Chairman of the Xiamen Municipal Committee of the Chinese People's Political Consultative Conference
- In office January 2020 – January 2025

Vice Chairman of the Fujian Provincial Committee of the Chinese People's Political Consultative Conference
- In office January 2018 – December 2019

Director of the Fujian Provincial Development and Reform Commission
- In office February 2015 – January 2018

Director of the Fujian Provincial Department of Water Resources
- In office March 2013 – February 2015

Director of the Fujian Provincial Department of Land and Resources
- In office April 2008 – March 2013

Personal details
- Born: January 1962 (age 64) Jian'ou, Fujian, China
- Party: Chinese Communist Party
- Alma mater: Nanjing University

= Wei Keliang =

Chinese politician

Wei Keliang (魏克良; born January 1962) is a Chinese politician who has served in various administrative and political roles in Fujian Province. He is currently a member of the 14th National Committee of the Chinese People's Political Consultative Conference (CPPCC) and a member of its Committee for Liaison with Hong Kong, Macao, Taiwan and Overseas Chinese.

== Biography ==
Wei Keliang was born in January 1962 in Jian’ou, Fujian Province, China. He holds a postgraduate degree and a Master’s degree in Philosophy. Wei began his career in August 1982 and joined the Chinese Communist Party (CCP) in March 1986.
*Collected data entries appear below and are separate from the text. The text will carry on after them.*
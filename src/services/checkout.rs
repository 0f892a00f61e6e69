use chrono::{Duration as ChronoDuration, Utc};
use rust_decimal::Decimal;
use sea_orm::{
    ActiveModelTrait, ConnectionTrait, DatabaseConnection, DatabaseTransaction, EntityTrait, Set,
    TransactionTrait,
};
use serde::Deserialize;
use std::sync::Arc;
use tracing::{error, info, instrument, warn};
use uuid::Uuid;
use validator::Validate;

use crate::db;
use crate::entities::{
    charge_reconciliation, food_truck,
    food_truck::TruckStatus,
    order,
    order::{FulfillmentType, OrderStatus},
    order_item, order_item_option,
};
use crate::errors::ServiceError;
use crate::events::{Event, EventSender};
use crate::services::delivery::{DeliveryAddress, DeliveryResolver};
use crate::services::notifications::NotificationDispatcher;
use crate::services::payments::{
    round_money, ChargeOutcome, PaymentMethodRequest, PaymentOrchestrator, ResolvedInstrument,
};
use crate::services::pricing::{CartLine, PricedCart, PricingService};

/// Checkout request body. Money never appears here: every amount is derived
/// server-side from the catalog.
#[derive(Debug, Deserialize, Validate, utoipa::ToSchema)]
pub struct PlaceOrderRequest {
    pub food_truck_id: Uuid,
    pub fulfillment_type: FulfillmentType,
    /// Required when `fulfillment_type` is `delivery`.
    pub delivery_address: Option<DeliveryAddress>,
    pub payment_method: PaymentMethodRequest,
    /// Client-supplied key forwarded to the payment gateway so a retried
    /// request cannot capture twice.
    pub idempotency_key: Option<String>,
    #[validate(length(min = 1, message = "Order must contain at least one item"))]
    pub items: Vec<CartLine>,
}

/// Pricing knobs shared by every checkout.
#[derive(Debug, Clone)]
pub struct CheckoutSettings {
    pub currency: String,
    pub tax_rate: Decimal,
    pub delivery_buffer_minutes: i64,
}

impl CheckoutSettings {
    pub fn from_config(cfg: &crate::config::AppConfig) -> Result<Self, ServiceError> {
        let tax_rate = Decimal::try_from(cfg.tax_rate).map_err(|e| {
            ServiceError::InternalError(format!("tax_rate {} is not decimal: {e}", cfg.tax_rate))
        })?;
        Ok(Self {
            currency: cfg.currency.clone(),
            tax_rate,
            delivery_buffer_minutes: cfg.delivery_buffer_minutes,
        })
    }
}

/// The checkout transaction coordinator.
///
/// Validation, delivery resolution and the gateway charge all happen on a
/// plain connection; the truck row lock is taken only afterwards, for the
/// duration of a re-validation and the inserts. A slow gateway therefore
/// never serializes other checkouts against the same truck. The price of
/// that ordering is a capture-then-rollback window, closed by
/// [`CheckoutService::compensate_charge`].
#[derive(Clone)]
pub struct CheckoutService {
    db: Arc<DatabaseConnection>,
    delivery: DeliveryResolver,
    payments: PaymentOrchestrator,
    dispatcher: NotificationDispatcher,
    event_sender: EventSender,
    settings: CheckoutSettings,
}

impl CheckoutService {
    pub fn new(
        db: Arc<DatabaseConnection>,
        delivery: DeliveryResolver,
        payments: PaymentOrchestrator,
        dispatcher: NotificationDispatcher,
        event_sender: EventSender,
        settings: CheckoutSettings,
    ) -> Self {
        Self {
            db,
            delivery,
            payments,
            dispatcher,
            event_sender,
            settings,
        }
    }

    #[instrument(skip(self, request), fields(customer_id = %customer_id, food_truck_id = %request.food_truck_id))]
    pub async fn place_order(
        &self,
        customer_id: Uuid,
        request: PlaceOrderRequest,
    ) -> Result<order::Model, ServiceError> {
        request.validate()?;

        let truck = food_truck::Entity::find_by_id(request.food_truck_id)
            .one(&*self.db)
            .await?
            .ok_or_else(|| {
                ServiceError::NotFound(format!("Food truck {} not found", request.food_truck_id))
            })?;
        ensure_truck_online(&truck)?;

        let priced = PricingService::price_cart(&*self.db, truck.id, &request.items).await?;

        let (address_snapshot, delivery_fee) = match request.fulfillment_type {
            FulfillmentType::Pickup => (truck.pickup_address.clone(), Decimal::ZERO),
            FulfillmentType::Delivery => {
                let destination = request.delivery_address.as_ref().ok_or_else(|| {
                    ServiceError::ValidationError(
                        "delivery_address is required for delivery orders".to_string(),
                    )
                })?;
                let quote = self
                    .delivery
                    .resolve(&*self.db, customer_id, &truck, priced.subtotal, destination)
                    .await?;
                (quote.snapshot, quote.fee)
            }
        };

        let tax_amount = round_money(priced.subtotal * self.settings.tax_rate);
        let total_amount = priced.subtotal + tax_amount + delivery_fee;

        let instrument = self
            .payments
            .resolve_instrument(&*self.db, customer_id, &request.payment_method)
            .await?;

        // Charge before taking the truck lock. A declined card costs nothing
        // but this request; a captured charge is compensated below if the
        // commit falls through.
        let charge = self
            .payments
            .charge_total(
                customer_id,
                total_amount,
                &self.settings.currency,
                &instrument,
                request.idempotency_key.as_deref(),
            )
            .await?;

        let order = match self
            .persist_order(
                customer_id,
                &truck,
                &request,
                &priced,
                address_snapshot,
                tax_amount,
                delivery_fee,
                total_amount,
                &charge,
            )
            .await
        {
            Ok(order) => order,
            Err(e) => {
                self.compensate_charge(customer_id, truck.id, &charge, total_amount, &e)
                    .await;
                return Err(e);
            }
        };

        info!(
            order_id = %order.id,
            order_number = %order.order_number,
            total = %order.total_amount,
            "order placed"
        );

        self.after_commit(&order, &truck, &instrument).await;

        Ok(order)
    }

    /// The transaction boundary: truck lock, re-validation, inserts, commit.
    /// Any error rolls the whole transaction back on drop.
    #[allow(clippy::too_many_arguments)]
    async fn persist_order(
        &self,
        customer_id: Uuid,
        truck: &food_truck::Model,
        request: &PlaceOrderRequest,
        priced: &PricedCart,
        address_snapshot: String,
        tax_amount: Decimal,
        delivery_fee: Decimal,
        total_amount: Decimal,
        charge: &ChargeOutcome,
    ) -> Result<order::Model, ServiceError> {
        let txn = self.db.begin().await?;
        let backend = txn.get_database_backend();

        // Re-check under the row lock: the truck may have gone offline (or
        // its catalog changed) between the first validation and the charge.
        let locked_truck = db::for_update(food_truck::Entity::find_by_id(truck.id), backend)
            .one(&txn)
            .await?
            .ok_or_else(|| ServiceError::NotFound(format!("Food truck {} not found", truck.id)))?;
        ensure_truck_online(&locked_truck)?;

        let repriced = PricingService::price_cart(&txn, truck.id, &request.items).await?;
        if repriced.subtotal != priced.subtotal {
            return Err(ServiceError::AvailabilityConflict(
                "Menu prices changed while the order was being processed".to_string(),
            ));
        }

        let now = Utc::now();
        let order_id = Uuid::new_v4();
        let estimated_ready =
            now + ChronoDuration::minutes(i64::from(locked_truck.default_prep_minutes));
        let estimated_delivery = match request.fulfillment_type {
            FulfillmentType::Delivery => Some(
                estimated_ready + ChronoDuration::minutes(self.settings.delivery_buffer_minutes),
            ),
            FulfillmentType::Pickup => None,
        };

        let order_model = order::ActiveModel {
            id: Set(order_id),
            order_number: Set(format!(
                "ORD-{}",
                order_id.to_string()[..8].to_uppercase()
            )),
            customer_id: Set(customer_id),
            food_truck_id: Set(truck.id),
            fulfillment_type: Set(request.fulfillment_type),
            status: Set(OrderStatus::PendingConfirmation),
            currency: Set(self.settings.currency.clone()),
            subtotal: Set(repriced.subtotal),
            tax_amount: Set(tax_amount),
            delivery_fee: Set(delivery_fee),
            total_amount: Set(total_amount),
            address_snapshot: Set(address_snapshot),
            charge_id: Set(Some(charge.charge_id.as_str().to_string())),
            refunded: Set(false),
            status_reason: Set(None),
            order_time: Set(now),
            accepted_at: Set(None),
            ready_at: Set(None),
            finalized_at: Set(None),
            estimated_ready_time: Set(Some(estimated_ready)),
            estimated_delivery_time: Set(estimated_delivery),
            created_at: Set(now),
            updated_at: Set(Some(now)),
        };
        let order = order_model.insert(&txn).await?;

        self.insert_line_snapshots(&txn, order_id, &repriced).await?;

        txn.commit().await?;
        Ok(order)
    }

    async fn insert_line_snapshots(
        &self,
        txn: &DatabaseTransaction,
        order_id: Uuid,
        priced: &PricedCart,
    ) -> Result<(), ServiceError> {
        for line in &priced.lines {
            let item_id = Uuid::new_v4();
            let item = order_item::ActiveModel {
                id: Set(item_id),
                order_id: Set(order_id),
                menu_item_id: Set(line.menu_item_id),
                name: Set(line.name.clone()),
                quantity: Set(line.quantity),
                unit_price: Set(line.unit_price),
                line_total: Set(line.line_total),
            };
            item.insert(txn).await?;

            for option in &line.options {
                let option_row = order_item_option::ActiveModel {
                    id: Set(Uuid::new_v4()),
                    order_item_id: Set(item_id),
                    menu_item_option_id: Set(option.option_id),
                    name: Set(option.name.clone()),
                    price_adjustment: Set(option.price_adjustment),
                };
                option_row.insert(txn).await?;
            }
        }
        Ok(())
    }

    /// The order transaction failed after the gateway captured funds. Refund
    /// immediately; if the refund also fails, record the charge for the
    /// reconciliation sweep so it is never silently orphaned.
    async fn compensate_charge(
        &self,
        customer_id: Uuid,
        food_truck_id: Uuid,
        charge: &ChargeOutcome,
        amount: Decimal,
        cause: &ServiceError,
    ) {
        warn!(
            charge_id = %charge.charge_id,
            error = %cause,
            "checkout failed after capture; refunding"
        );

        match self
            .payments
            .refund(Some(charge.charge_id.as_str()), None)
            .await
        {
            Ok(refund) => {
                info!(
                    charge_id = %charge.charge_id,
                    refund_id = %refund.refund_id,
                    "compensating refund issued"
                );
            }
            Err(refund_err) => {
                error!(
                    charge_id = %charge.charge_id,
                    error = %refund_err,
                    "compensating refund failed; flagging charge for reconciliation"
                );
                let row = charge_reconciliation::ActiveModel {
                    id: Set(Uuid::new_v4()),
                    charge_id: Set(charge.charge_id.as_str().to_string()),
                    customer_id: Set(customer_id),
                    food_truck_id: Set(food_truck_id),
                    amount: Set(amount),
                    currency: Set(self.settings.currency.clone()),
                    detail: Set(format!("checkout rollback: {cause}; refund: {refund_err}")),
                    resolved: Set(false),
                    created_at: Set(Utc::now()),
                };
                if let Err(persist_err) = row.insert(&*self.db).await {
                    error!(
                        charge_id = %charge.charge_id,
                        error = %persist_err,
                        "failed to record charge for reconciliation"
                    );
                }
            }
        }
    }

    async fn after_commit(
        &self,
        order: &order::Model,
        truck: &food_truck::Model,
        instrument: &ResolvedInstrument,
    ) {
        if instrument.save_after_charge {
            self.payments
                .save_instrument_best_effort(&*self.db, order.customer_id, &instrument.token)
                .await;
        }

        self.dispatcher.order_placed(order, truck.operator_id).await;
        self.event_sender
            .send(Event::OrderPlaced {
                order_id: order.id,
                food_truck_id: truck.id,
            })
            .await;
    }
}

fn ensure_truck_online(truck: &food_truck::Model) -> Result<(), ServiceError> {
    match truck.current_status {
        TruckStatus::Online => Ok(()),
        TruckStatus::Paused => Err(ServiceError::TruckUnavailable(format!(
            "'{}' has paused taking orders",
            truck.name
        ))),
        TruckStatus::Offline => Err(ServiceError::TruckUnavailable(format!(
            "'{}' is offline",
            truck.name
        ))),
    }
}

#[cfg(test)]
mod tests {
    use super::*;
    use rust_decimal_macros::dec;

    fn truck_with_status(status: TruckStatus) -> food_truck::Model {
        food_truck::Model {
            id: Uuid::new_v4(),
            operator_id: Uuid::new_v4(),
            name: "Taco Cart".into(),
            description: None,
            current_status: status,
            pickup_address: "1 Market St, San Francisco, CA 94103, US".into(),
            latitude: 37.79,
            longitude: -122.39,
            delivery_enabled: true,
            delivery_fee: dec!(3.50),
            delivery_minimum: dec!(15.00),
            delivery_radius_km: 5.0,
            default_prep_minutes: 20,
            created_at: Utc::now(),
            updated_at: None,
        }
    }

    #[test]
    fn offline_and_paused_trucks_are_rejected() {
        assert!(ensure_truck_online(&truck_with_status(TruckStatus::Online)).is_ok());

        let offline = ensure_truck_online(&truck_with_status(TruckStatus::Offline));
        assert!(matches!(offline, Err(ServiceError::TruckUnavailable(_))));

        let paused = ensure_truck_online(&truck_with_status(TruckStatus::Paused));
        assert!(matches!(paused, Err(ServiceError::TruckUnavailable(_))));
    }

    #[test]
    fn totals_reconcile_with_tax_and_fee() {
        let subtotal = dec!(24.00);
        let tax = round_money(subtotal * dec!(0.0875));
        let fee = dec!(3.50);
        let total = subtotal + tax + fee;
        assert_eq!(tax, dec!(2.10));
        assert_eq!(total, dec!(29.60));
        assert_eq!(total, subtotal + tax + fee);
    }
}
From July 1995, he successively served as deputy director and then director of the Construction Land Management Division of the Fujian Provincial Land Administration Bureau. In September 2000, he became a researcher and later director of the Planning Division in the Fujian Provincial Department of Land and Resources. In May 2002, Wei was appointed as a member of the Party Leadership Group and deputy director of the same department. In April 2008, he was promoted to Party Secretary and director of the Fujian Provincial Department of Land and Resources. In March 2013, he became Party Secretary and director of the Fujian Provincial Department of Water Resources. Two years later, in February 2015, he was appointed Party Secretary and director of the Fujian Provincial Development and Reform Commission.
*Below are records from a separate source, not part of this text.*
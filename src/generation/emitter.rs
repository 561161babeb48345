//! Builder source rendering.
//!
//! Renders one Java companion type per owner:
//!
//! ```text
//! package com.acme;
//!
//! public class PizzaBuilder {
//!
//!     private Pizza object = new Pizza();
//!
//!     public Pizza build() {
//!         return object;
//!     }
//!
//!     public PizzaBuilder setSize(int value) {
//!         object.setSize(value);
//!         return this;
//!     }
//! }
//! ```

use crate::error::EmitError;
use crate::model::GeneratedSource;
use std::collections::BTreeMap;
use std::fmt::Write;

const INDENT: &str = "    ";

/// Split a fully-qualified owner name into `(package, simple name)`.
///
/// A name without `.` lives in the unnamed package. Empty names and names
/// with an empty segment (`".A"`, `"a."`, `"a..B"`) are rejected.
pub fn split_owner(owner: &str) -> Result<(Option<&str>, &str), EmitError> {
    let malformed = |reason| EmitError::MalformedOwner {
        owner: owner.to_string(),
        reason,
    };

    if owner.is_empty() {
        return Err(malformed("name is empty"));
    }
    if owner.split('.').any(str::is_empty) {
        return Err(malformed("name contains an empty segment"));
    }

    Ok(match owner.rsplit_once('.') {
        Some((package, simple)) => (Some(package), simple),
        None => (None, owner),
    })
}

/// Render the builder for `owner`, with one fluent method per entry of
/// `members` (method name to parameter type text), in map order.
pub fn emit(
    owner: &str,
    members: &BTreeMap<String, String>,
    builder_suffix: &str,
) -> Result<GeneratedSource, EmitError> {
    let (package, simple) = split_owner(owner)?;
    let builder = format!("{simple}{builder_suffix}");

    // Writing to a String cannot fail.
    let mut out = String::new();

    if let Some(package) = package {
        let _ = writeln!(out, "package {package};");
        out.push('\n');
    }

    let _ = writeln!(out, "public class {builder} {{");
    out.push('\n');
    let _ = writeln!(out, "{INDENT}private {simple} object = new {simple}();");
    out.push('\n');
    let _ = writeln!(out, "{INDENT}public {simple} build() {{");
    let _ = writeln!(out, "{INDENT}{INDENT}return object;");
    let _ = writeln!(out, "{INDENT}}}");

    for (method, parameter) in members {
        out.push('\n');
        let _ = writeln!(out, "{INDENT}public {builder} {method}({parameter} value) {{");
        let _ = writeln!(out, "{INDENT}{INDENT}object.{method}(value);");
        let _ = writeln!(out, "{INDENT}{INDENT}return this;");
        let _ = writeln!(out, "{INDENT}}}");
    }

    out.push_str("}\n");

    Ok(GeneratedSource {
        target: format!("{owner}{builder_suffix}"),
        text: out,
    })
}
Wei went on to serve as deputy secretary of the Party Leadership Group and vice chairman of the Fujian Provincial Committee of the Chinese People's Political Consultative Conference from January 2018. In December 2019, he concurrently served as secretary of the Party Leadership Group of the Xiamen CPPCC. From January 2020 to January 2025, he served as chairman of the Xiamen CPPCC.
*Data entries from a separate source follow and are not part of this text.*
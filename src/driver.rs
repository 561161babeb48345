//! Round orchestration and the collaborators a host toolchain plugs in.
//!
//! The host supplies the tagged elements of a discovery round, a
//! [`DiagnosticSink`] for rejected elements and a [`FileSink`] for rendered
//! builders. [`Processor::run`] does the rest.
//!
//! # Example
//!
//! ```
//! use setter_builder_gen::{Diagnostic, MemorySink, Processor, TaggedElement};
//!
//! let elements = vec![
//!     TaggedElement::new("com.acme.Pizza", "setSize", ["int"]),
//!     TaggedElement::new("com.acme.Pizza", "getSize", Vec::<String>::new()),
//! ];
//!
//! let mut diagnostics: Vec<Diagnostic> = Vec::new();
//! let mut files = MemorySink::default();
//!
//! let report = Processor::default()
//!     .run(&elements, &mut diagnostics, &mut files)
//!     .unwrap();
//!
//! assert_eq!(report.failures.len(), 1);
//! assert_eq!(diagnostics.len(), 1);
//! assert_eq!(files.get("com.acme.PizzaBuilder").map(|s| s.target.as_str()),
//!            Some("com.acme.PizzaBuilder"));
//! ```

use crate::config::GeneratorConfig;
use crate::error::{Error, GenResult};
use crate::generation::{emit, group, validate};
use crate::model::{Diagnostic, GeneratedSource, Severity, TaggedElement, ValidationFailure};
use tracing::{debug, error, info};

/// Receives diagnostics for rejected elements.
pub trait DiagnosticSink {
    fn report(&mut self, diagnostic: Diagnostic);
}

/// Collects diagnostics in report order.
impl DiagnosticSink for Vec<Diagnostic> {
    fn report(&mut self, diagnostic: Diagnostic) {
        self.push(diagnostic);
    }
}

/// Forwards diagnostics to `tracing` as error events.
#[derive(Debug, Default, Clone, Copy)]
pub struct TracingDiagnostics;

impl DiagnosticSink for TracingDiagnostics {
    fn report(&mut self, diagnostic: Diagnostic) {
        let element = &diagnostic.element;
        let location = element.location.as_deref().unwrap_or_default();
        match diagnostic.severity {
            Severity::Error => error!(
                owner = %element.owner,
                member = %element.name,
                location,
                "{}",
                diagnostic.message
            ),
        }
    }
}

/// Persists rendered builder sources.
pub trait FileSink {
    /// Write `text` as the source of the type named `target`.
    fn write_source(&mut self, target: &str, text: &str) -> std::io::Result<()>;
}

/// Keeps written sources in memory, in first-write order.
///
/// Writing the same target twice replaces the earlier text.
#[derive(Debug, Default)]
pub struct MemorySink {
    sources: Vec<GeneratedSource>,
}

impl MemorySink {
    pub fn get(&self, target: &str) -> Option<&GeneratedSource> {
        self.sources.iter().find(|s| s.target == target)
    }

    pub fn sources(&self) -> &[GeneratedSource] {
        &self.sources
    }

    pub fn into_sources(self) -> Vec<GeneratedSource> {
        self.sources
    }
}

impl FileSink for MemorySink {
    fn write_source(&mut self, target: &str, text: &str) -> std::io::Result<()> {
        match self.sources.iter_mut().find(|s| s.target == target) {
            Some(existing) => existing.text = text.to_string(),
            None => self.sources.push(GeneratedSource {
                target: target.to_string(),
                text: text.to_string(),
            }),
        }
        Ok(())
    }
}

/// What one round produced.
#[derive(Debug, Default)]
#[must_use = "round report should be checked"]
pub struct RoundReport {
    /// Elements rejected by validation, already reported.
    pub failures: Vec<ValidationFailure>,

    /// Sources handed to the file sink, in emission order.
    pub outputs: Vec<GeneratedSource>,
}

/// Runs validate, group and emit over one discovery round.
///
/// Holds only configuration; every call to [`run`](Self::run) is independent.
#[derive(Debug, Clone, Default)]
pub struct Processor {
    config: GeneratorConfig,
}

impl Processor {
    pub fn new(config: GeneratorConfig) -> Self {
        debug!(
            prefix = %config.prefix,
            builder_suffix = %config.builder_suffix,
            "Initialized builder processor"
        );
        Self { config }
    }

    pub fn config(&self) -> &GeneratorConfig {
        &self.config
    }

    /// Process one round of tagged elements.
    ///
    /// Every rejected element is reported to `diagnostics`. Each rendered
    /// builder is written to `files`; the first write failure aborts the
    /// round without touching sources already written.
    pub fn run(
        &self,
        elements: &[TaggedElement],
        diagnostics: &mut impl DiagnosticSink,
        files: &mut impl FileSink,
    ) -> GenResult<RoundReport> {
        info!(elements = elements.len(), "Processing tagged elements");

        let validation = validate(elements, &self.config.prefix);

        for failure in &validation.invalid {
            diagnostics.report(failure.to_diagnostic());
        }

        let mut report = RoundReport {
            failures: validation.invalid,
            outputs: Vec::new(),
        };

        if validation.valid.is_empty() {
            debug!("No valid mutators in round");
            return Ok(report);
        }

        for group in group(&validation.valid) {
            let source = emit(&group.owner, &group.members, &self.config.builder_suffix)?;

            debug!(
                builder = %source.target,
                methods = group.members.len(),
                "Writing builder"
            );
            files
                .write_source(&source.target, &source.text)
                .map_err(|source_err| Error::Sink {
                    target: source.target.clone(),
                    source: source_err,
                })?;

            report.outputs.push(source);
        }

        info!(
            builders = report.outputs.len(),
            failures = report.failures.len(),
            "Round complete"
        );
        Ok(report)
    }
}

impl From<GeneratorConfig> for Processor {
    fn from(config: GeneratorConfig) -> Self {
        Self::new(config)
    }
}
He has been a delegate to the 19th National Congress of the Chinese Communist Party, a member of the 9th and 10th CCP Fujian Provincial Committees, and a delegate to the 10th Fujian Provincial Party Congress. He is also a member and standing committee member of the 13th Fujian Provincial Committee of the CPPCC, and currently serves as a member of the 14th National Committee of the CPPCC and its Committee for Liaison with Hong Kong, Macao, Taiwan and Overseas Chinese.